Given the preponderance of puzzle games available for Xbox Live Arcade, it's somewhat surprising that Go! Puzzle is the first true puzzle game for Sony's online store. This collection of three games (Aquatica, Skyscraper, and Swizzle Blocks) can be purchased for $5.99 or you can buy them separately for $2.99 per game. In addition to the main single-player modes, you'll find secondary play modes, multiplayer, online play, online video chat with the EyeToy, and online leaderboards. There's no question that you get a lot for your money with Go! Puzzle, but only one of the three games is any good, so if you buy the whole collection, you might not feel like you're getting your money's worth.

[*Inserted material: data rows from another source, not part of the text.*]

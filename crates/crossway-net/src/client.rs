//! Blocking HTTP client for the simulation server
//!
//! Every request goes through a bounded retry loop with exponential
//! backoff; transient transport failures and 5xx/429 responses are retried,
//! anything else surfaces immediately as a [`CrosswayError::ServerError`].

use crossway_core::{CrosswayError, Result};
use crossway_scene::{
    AgentSnapshot, EnvironmentSnapshot, InitRequest, InitResponse, StatsResponse, StepResponse,
};
use serde::de::DeserializeOwned;
use std::time::Duration;

const REQUEST_TIMEOUT_SECS: u64 = 10;
const MAX_RETRIES: usize = 3;
const RETRY_BASE_DELAY_MS: u64 = 250;

/// Client for one simulation server
#[derive(Clone)]
pub struct SimClient {
    base_url: String,
}

impl SimClient {
    pub fn new(base_url: impl Into<String>) -> Self {
        let mut base_url = base_url.into();
        while base_url.ends_with('/') {
            base_url.pop();
        }
        Self { base_url }
    }

    pub fn base_url(&self) -> &str {
        &self.base_url
    }

    fn url(&self, path: &str) -> String {
        format!("{}/{}", self.base_url, path)
    }

    /// Initialize the simulation model; the response carries the grid
    /// extent used to center the camera.
    pub fn init(&self, request: &InitRequest) -> Result<InitResponse> {
        self.post_json("init", request)
    }

    /// Fetch the static environment (roads, buildings, destinations).
    /// Called once before the render loop starts.
    pub fn environment(&self) -> Result<EnvironmentSnapshot> {
        self.get_json("environment")
    }

    /// Fetch the current dynamic entity snapshot
    pub fn agents(&self) -> Result<AgentSnapshot> {
        self.get_json("getAgents")
    }

    /// Advance simulation time by one step
    pub fn step(&self) -> Result<StepResponse> {
        self.get_json("update")
    }

    /// Fetch aggregate simulation statistics
    pub fn stats(&self) -> Result<StatsResponse> {
        self.get_json("getStats")
    }

    fn get_json<T: DeserializeOwned>(&self, path: &str) -> Result<T> {
        let url = self.url(path);
        for attempt in 0..MAX_RETRIES {
            let agent = build_agent();
            match agent.get(&url).call() {
                Ok(mut ok) => {
                    return ok.body_mut().read_json().map_err(|e| {
                        CrosswayError::ServerError(format!("bad response from {}: {}", url, e))
                    });
                }
                Err(e) => {
                    if attempt + 1 < MAX_RETRIES && is_retryable_error(&e) {
                        sleep_backoff(attempt);
                        continue;
                    }
                    return Err(CrosswayError::ServerError(format!(
                        "GET {} failed: {}",
                        url, e
                    )));
                }
            }
        }
        Err(CrosswayError::ServerError(format!(
            "GET {} failed after retries",
            url
        )))
    }

    fn post_json<T: DeserializeOwned>(&self, path: &str, body: &impl serde::Serialize) -> Result<T> {
        let url = self.url(path);
        for attempt in 0..MAX_RETRIES {
            let agent = build_agent();
            match agent.post(&url).send_json(body) {
                Ok(mut ok) => {
                    return ok.body_mut().read_json().map_err(|e| {
                        CrosswayError::ServerError(format!("bad response from {}: {}", url, e))
                    });
                }
                Err(e) => {
                    if attempt + 1 < MAX_RETRIES && is_retryable_error(&e) {
                        sleep_backoff(attempt);
                        continue;
                    }
                    return Err(CrosswayError::ServerError(format!(
                        "POST {} failed: {}",
                        url, e
                    )));
                }
            }
        }
        Err(CrosswayError::ServerError(format!(
            "POST {} failed after retries",
            url
        )))
    }
}

fn build_agent() -> ureq::Agent {
    let config = ureq::Agent::config_builder()
        .timeout_global(Some(Duration::from_secs(REQUEST_TIMEOUT_SECS)))
        .build();
    config.into()
}

fn is_retryable_error(e: &ureq::Error) -> bool {
    match e {
        ureq::Error::Timeout(_)
        | ureq::Error::Io(_)
        | ureq::Error::ConnectionFailed
        | ureq::Error::HostNotFound => true,
        ureq::Error::StatusCode(code) => matches!(code, 429 | 500 | 502 | 503 | 504),
        _ => false,
    }
}

fn sleep_backoff(attempt: usize) {
    let delay_ms = RETRY_BASE_DELAY_MS.saturating_mul(1u64 << attempt);
    std::thread::sleep(Duration::from_millis(delay_ms));
}

#[cfg(test)]
mod tests {
    use super::*;

    #[test]
    fn trailing_slashes_are_trimmed() {
        let client = SimClient::new("http://localhost:8585///");
        assert_eq!(client.base_url(), "http://localhost:8585");
        assert_eq!(client.url("getAgents"), "http://localhost:8585/getAgents");
    }

    #[test]
    fn endpoint_paths_match_the_server_routes() {
        let client = SimClient::new("http://sim");
        assert_eq!(client.url("init"), "http://sim/init");
        assert_eq!(client.url("environment"), "http://sim/environment");
        assert_eq!(client.url("update"), "http://sim/update");
        assert_eq!(client.url("getStats"), "http://sim/getStats");
    }

    #[test]
    fn unreachable_server_surfaces_a_server_error() {
        // Port 9 (discard) refuses connections immediately
        let client = SimClient::new("http://127.0.0.1:9");
        let err = client.agents().unwrap_err();
        assert!(matches!(err, CrosswayError::ServerError(_)));
    }
}
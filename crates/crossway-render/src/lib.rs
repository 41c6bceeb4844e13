//! Crossway Render - wgpu renderer for the reconciled scene
//!
//! Draws the scene pool with a small lit pipeline: flat vertex colors
//! modulated by a per-entity Phong material, one directional light plus a
//! movable point light. Each entity kind shares one GPU mesh; the renderer
//! binds it once per kind and issues one draw per live entity.

mod camera;
mod context;
mod gpu_mesh;
mod pipeline;
mod primitives;
mod scene_renderer;

pub use camera::Camera;
pub use context::{ContextError, RenderContext};
pub use gpu_mesh::{GpuMesh, MeshCache, Vertex};
pub use pipeline::{LightSettings, LightUniforms, MaterialUniforms, ScenePipeline, TransformUniforms};
pub use primitives::create_box_mesh;
pub use scene_renderer::SceneRenderer;

#[cfg(test)]
mod tests {
    #[test]
    fn shader_wgsl_parses() {
        let source = include_str!("shader.wgsl");
        naga::front::wgsl::parse_str(source).expect("shader.wgsl failed to parse");
    }
}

Skyscraper is easily the best game in the package. You control a cute little spaceman who must navigate through each floor of a skyscraper so he can get to the roof and his waiting spacecraft. Each floor is filled with tiles of varying colors. Once you've stepped on the first tile, you can only step on that colored tile for the rest of the floor. Your spaceman can walk left or right and up or down (but not diagonally) from tile to tile, but once he's stepped on a tile, he can't walk on it again. However, he can jump over tiles one tile at a time. Further complicating matters is the fact that you've got to deal with a time limit. You're awarded extra time if you step on every tile of a particular color when crossing a floor. You don't have to do this on every floor, but you'll quickly run out of time if you don't do it on most floors. Skyscraper is one of those games where you'll fail over and over before you move on to the next level, but it's enjoyable enough that you won't mind repeating levels. The only real knock against the game is that the difficulty curve could have been a little gentler because you'll quickly go from clearing floors with ease to trying them a dozen times or more before clearing them.
The next game in Go! Puzzle is the mildly entertaining Swizzle Blocks. The action takes place on a large grid, and you must maneuver small blocks together into a larger block that consists of four like-colored blocks. To do so, you move a targeting reticle around the grid and spin blocks adjacent to the reticle either clockwise or counterclockwise. Your goal is to clear each grid of blocks and to do so as quickly as possible because your bonus decreases with each passing moment. In addition to the challenge mode, you can play a multiplayer mode, which isn't very good. There's also a puzzle mode where you try to clear blocks in the fewest moves possible. This is actually more fun than the main game mode because you're not hampered by the clumsy controls that make the challenge mode tough. This is because you're working slowly and methodically, not trying to spin or move blocks as fast as you can. Be warned that this game is extra difficult if you're color-blind.
Last and most certainly least is Aquatica, a fairly standard puzzler where a line composed of three colored mines falls from the top of the screen. The pieces fall horizontally, and you can't rotate them vertically. But you can flip them 180 degrees, move them left or right across the playfield, and drop them quickly with the press of a button. You must clear the mines by lining up three like-colored mines in a row either vertically or diagonally. When you've cleared a certain amount of lines, you move on to the next level. Along the way, you'll encounter unique blocks, such as one that will only vanish when it gets to the bottom of the playfield or one when used as part of a combo blows up every mine that's the same color as the combo. Aquatica is very slow-paced and doesn't get interesting or challenging until you're several levels into it. But by that time, you'll probably have lost interest.
Cohort Studios can't be accused of skimping on options. Even most full-priced games don't have the wealth of extras you'll find in Go! Puzzle. While $5.99 for three games might sound like a deal, especially if you are going by how much content you get for your money, Skyscraper is the only game that's really worth playing, so you're better off buying it on its own.